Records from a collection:
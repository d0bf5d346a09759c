//! Explanation functions.

use std::sync::Arc;

use ndarray::{ArrayD, ArrayView1, ArrayViewD};

use crate::error::Result;
use crate::model::Predictor;

/// Signature of an explanation function.
///
/// Receives the call's predictor, a channel-first input batch and one
/// target class per instance; returns attributions with the batch axis
/// first. The channel axis may be omitted.
pub type ExplainFn = Arc<
    dyn Fn(&dyn Predictor, ArrayViewD<'_, f32>, ArrayView1<'_, usize>) -> Result<ArrayD<f32>>
        + Send
        + Sync
        + 'static,
>;

/// A user-provided explanation method.
///
/// # Example
///
/// ```
/// use explain_eval::functions::Explainer;
///
/// // Input-times-one: the attribution is the input itself.
/// let explainer = Explainer::new("identity", |_model, x, _y| Ok(x.to_owned()));
/// assert_eq!(explainer.name(), "identity");
/// ```
#[derive(Clone)]
pub struct Explainer {
    name: &'static str,
    explain_fn: ExplainFn,
}

impl Explainer {
    /// Create a new explainer.
    ///
    /// * `name` - Name for logging
    /// * `explain_fn` - Function producing attributions
    pub fn new(
        name: &'static str,
        explain_fn: impl Fn(&dyn Predictor, ArrayViewD<'_, f32>, ArrayView1<'_, usize>) -> Result<ArrayD<f32>>
            + Send
            + Sync
            + 'static,
    ) -> Self {
        Self {
            name,
            explain_fn: Arc::new(explain_fn),
        }
    }

    /// Produce attributions for `inputs` w.r.t. `targets`.
    pub fn explain(
        &self,
        model: &dyn Predictor,
        inputs: ArrayViewD<'_, f32>,
        targets: ArrayView1<'_, usize>,
    ) -> Result<ArrayD<f32>> {
        (self.explain_fn)(model, inputs, targets)
    }

    pub fn name(&self) -> &'static str {
        self.name
    }
}

impl std::fmt::Debug for Explainer {
    fn fmt(&self, f: &mut std::fmt::Formatter<'_>) -> std::fmt::Result {
        f.debug_struct("Explainer").field("name", &self.name).finish()
    }
}
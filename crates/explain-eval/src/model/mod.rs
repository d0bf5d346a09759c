//! Model adapter: a uniform predict/reshape interface over model backends.
//!
//! # Key Types
//!
//! - [`Model`]: a raw backend producing class scores
//! - [`FnModel`]: a backend defined by a closure
//! - [`Predictor`]: what metrics call (predict, shape input, unwrap, device)
//! - [`ModelAdapter`]: binds a backend to the settings of one metric call
//!
//! Metrics always hand channel-first batches to a [`Predictor`]; the adapter
//! converts to the backend's own channel order when it differs.

mod transform;

use std::sync::Arc;

use ndarray::{Array2, ArrayD, ArrayViewD, IxDyn};

use crate::data::{make_channel_first, make_channel_last};
use crate::error::{Result, ShapeError};

pub use transform::OutputTransform;

// =============================================================================
// Device / PredictOptions
// =============================================================================

/// Device a call's model and explainer invocations are bound to.
#[derive(Debug, Clone, PartialEq, Eq, Hash, Default)]
pub enum Device {
    #[default]
    Cpu,
    /// Accelerator by ordinal.
    Cuda(usize),
    /// Any other backend-specific device name.
    Other(String),
}

impl From<&str> for Device {
    fn from(s: &str) -> Self {
        let lower = s.to_ascii_lowercase();
        match lower.as_str() {
            "cpu" => Self::Cpu,
            "cuda" | "gpu" => Self::Cuda(0),
            _ => match lower.strip_prefix("cuda:").map(str::parse::<usize>) {
                Some(Ok(ordinal)) => Self::Cuda(ordinal),
                _ => Self::Other(s.to_string()),
            },
        }
    }
}

impl std::fmt::Display for Device {
    fn fmt(&self, f: &mut std::fmt::Formatter<'_>) -> std::fmt::Result {
        match self {
            Self::Cpu => f.write_str("cpu"),
            Self::Cuda(ordinal) => write!(f, "cuda:{}", ordinal),
            Self::Other(name) => f.write_str(name),
        }
    }
}

/// Options forwarded to every backend invocation of a call.
#[derive(Debug, Clone, Default, PartialEq)]
pub struct PredictOptions {
    /// Device to run on. Set from the call's device when present.
    pub device: Option<Device>,
    /// Preferred inference batch size; backends may ignore it.
    pub batch_size: Option<usize>,
}

// =============================================================================
// Model
// =============================================================================

/// A model backend.
///
/// `forward` receives inputs in the backend's own channel order and returns
/// raw class scores of shape `(n_inputs, n_classes)`.
pub trait Model: Send + Sync {
    fn forward(&self, inputs: ArrayViewD<'_, f32>, options: &PredictOptions) -> Result<Array2<f32>>;

    /// Name used in logs.
    fn name(&self) -> &str {
        "model"
    }
}

/// Type alias for a closure-backed forward pass.
pub type ForwardFn = Arc<dyn Fn(ArrayViewD<'_, f32>) -> Array2<f32> + Send + Sync + 'static>;

/// A model defined by a closure.
///
/// ```
/// use explain_eval::model::FnModel;
/// use ndarray::{Array2, Axis};
///
/// // Two-class model scoring the mean input value.
/// let model = FnModel::new("mean", |x| {
///     let n = x.len_of(Axis(0));
///     let mut out = Array2::zeros((n, 2));
///     for (i, inst) in x.axis_iter(Axis(0)).enumerate() {
///         let m = inst.mean().unwrap_or(0.0);
///         out[[i, 0]] = -m;
///         out[[i, 1]] = m;
///     }
///     out
/// });
/// ```
#[derive(Clone)]
pub struct FnModel {
    name: String,
    forward_fn: ForwardFn,
}

impl FnModel {
    pub fn new(
        name: impl Into<String>,
        forward_fn: impl Fn(ArrayViewD<'_, f32>) -> Array2<f32> + Send + Sync + 'static,
    ) -> Self {
        Self {
            name: name.into(),
            forward_fn: Arc::new(forward_fn),
        }
    }
}

impl std::fmt::Debug for FnModel {
    fn fmt(&self, f: &mut std::fmt::Formatter<'_>) -> std::fmt::Result {
        f.debug_struct("FnModel").field("name", &self.name).finish()
    }
}

impl Model for FnModel {
    fn forward(&self, inputs: ArrayViewD<'_, f32>, _options: &PredictOptions) -> Result<Array2<f32>> {
        Ok((self.forward_fn)(inputs))
    }

    fn name(&self) -> &str {
        &self.name
    }
}

// =============================================================================
// Predictor
// =============================================================================

/// Uniform model interface used by metrics and explainers.
pub trait Predictor: Send + Sync {
    /// Class scores for a channel-first batch, shape `(n_inputs, n_classes)`.
    fn predict(&self, inputs: ArrayViewD<'_, f32>) -> Result<Array2<f32>>;

    /// Reshape `x` into a batch of one with instance shape `shape`.
    ///
    /// `channel_first` tells the order of `shape`; the result is always
    /// channel-first.
    fn shape_input(
        &self,
        x: ArrayViewD<'_, f32>,
        shape: &[usize],
        channel_first: bool,
    ) -> Result<ArrayD<f32>>;

    /// The wrapped backend.
    fn get_model(&self) -> &dyn Model;

    /// Device bound for the current call.
    fn device(&self) -> Option<&Device>;
}

/// Binds a backend to the settings of one metric call.
pub struct ModelAdapter<'m> {
    model: &'m dyn Model,
    channel_first: bool,
    transform: OutputTransform,
    options: PredictOptions,
}

impl<'m> ModelAdapter<'m> {
    /// Wrap a backend.
    ///
    /// * `channel_first` - channel order the backend expects
    /// * `softmax` - whether predictions are softmax probabilities
    /// * `device` - overrides `options.device` when set
    pub fn new(
        model: &'m dyn Model,
        channel_first: bool,
        softmax: bool,
        device: Option<Device>,
        mut options: PredictOptions,
    ) -> Self {
        if device.is_some() {
            options.device = device;
        }
        Self {
            model,
            channel_first,
            transform: OutputTransform::from_softmax(softmax),
            options,
        }
    }

    /// Whether the backend takes channel-first inputs.
    pub fn channel_first(&self) -> bool {
        self.channel_first
    }

    pub fn transform(&self) -> OutputTransform {
        self.transform
    }

    pub fn options(&self) -> &PredictOptions {
        &self.options
    }
}

impl std::fmt::Debug for ModelAdapter<'_> {
    fn fmt(&self, f: &mut std::fmt::Formatter<'_>) -> std::fmt::Result {
        f.debug_struct("ModelAdapter")
            .field("model", &self.model.name())
            .field("channel_first", &self.channel_first)
            .field("transform", &self.transform)
            .field("options", &self.options)
            .finish()
    }
}

impl Predictor for ModelAdapter<'_> {
    fn predict(&self, inputs: ArrayViewD<'_, f32>) -> Result<Array2<f32>> {
        let n = inputs.shape().first().copied().unwrap_or(0);
        let mut scores = if self.channel_first {
            self.model.forward(inputs, &self.options)?
        } else {
            let reordered = make_channel_last(inputs)?;
            self.model.forward(reordered.view(), &self.options)?
        };

        if scores.nrows() != n {
            return Err(ShapeError::PredictionRows {
                expected: n,
                got: scores.nrows(),
            }
            .into());
        }
        self.transform.transform_inplace(&mut scores);
        Ok(scores)
    }

    fn shape_input(
        &self,
        x: ArrayViewD<'_, f32>,
        shape: &[usize],
        channel_first: bool,
    ) -> Result<ArrayD<f32>> {
        let mut batched = Vec::with_capacity(shape.len() + 1);
        batched.push(1);
        batched.extend_from_slice(shape);

        let data: Vec<f32> = x.iter().copied().collect();
        let len = data.len();
        let arr = ArrayD::from_shape_vec(IxDyn(&batched), data)
            .map_err(|_| ShapeError::Reshape { len, shape: batched })?;
        Ok(make_channel_first(arr, channel_first)?)
    }

    fn get_model(&self) -> &dyn Model {
        self.model
    }

    fn device(&self) -> Option<&Device> {
        self.options.device.as_ref()
    }
}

● EXERCISE INSTRUCTIONS: Reproduce the entries exactly, starting at their first line and stopping after the line with "the batch axis".

● OUTPUT OF THE TASK:
repository d0bf5d346a09759c
//! Explanation functions.

use std::sync::Arc;

use ndarray::{ArrayD, ArrayView1, ArrayViewD};

use crate::error::Result;
use crate::model::Predictor;

/// Signature of an explanation function.
///
/// Receives the call's predictor, a channel-first input batch and one
/// target class per instance; returns attributions with the batch axis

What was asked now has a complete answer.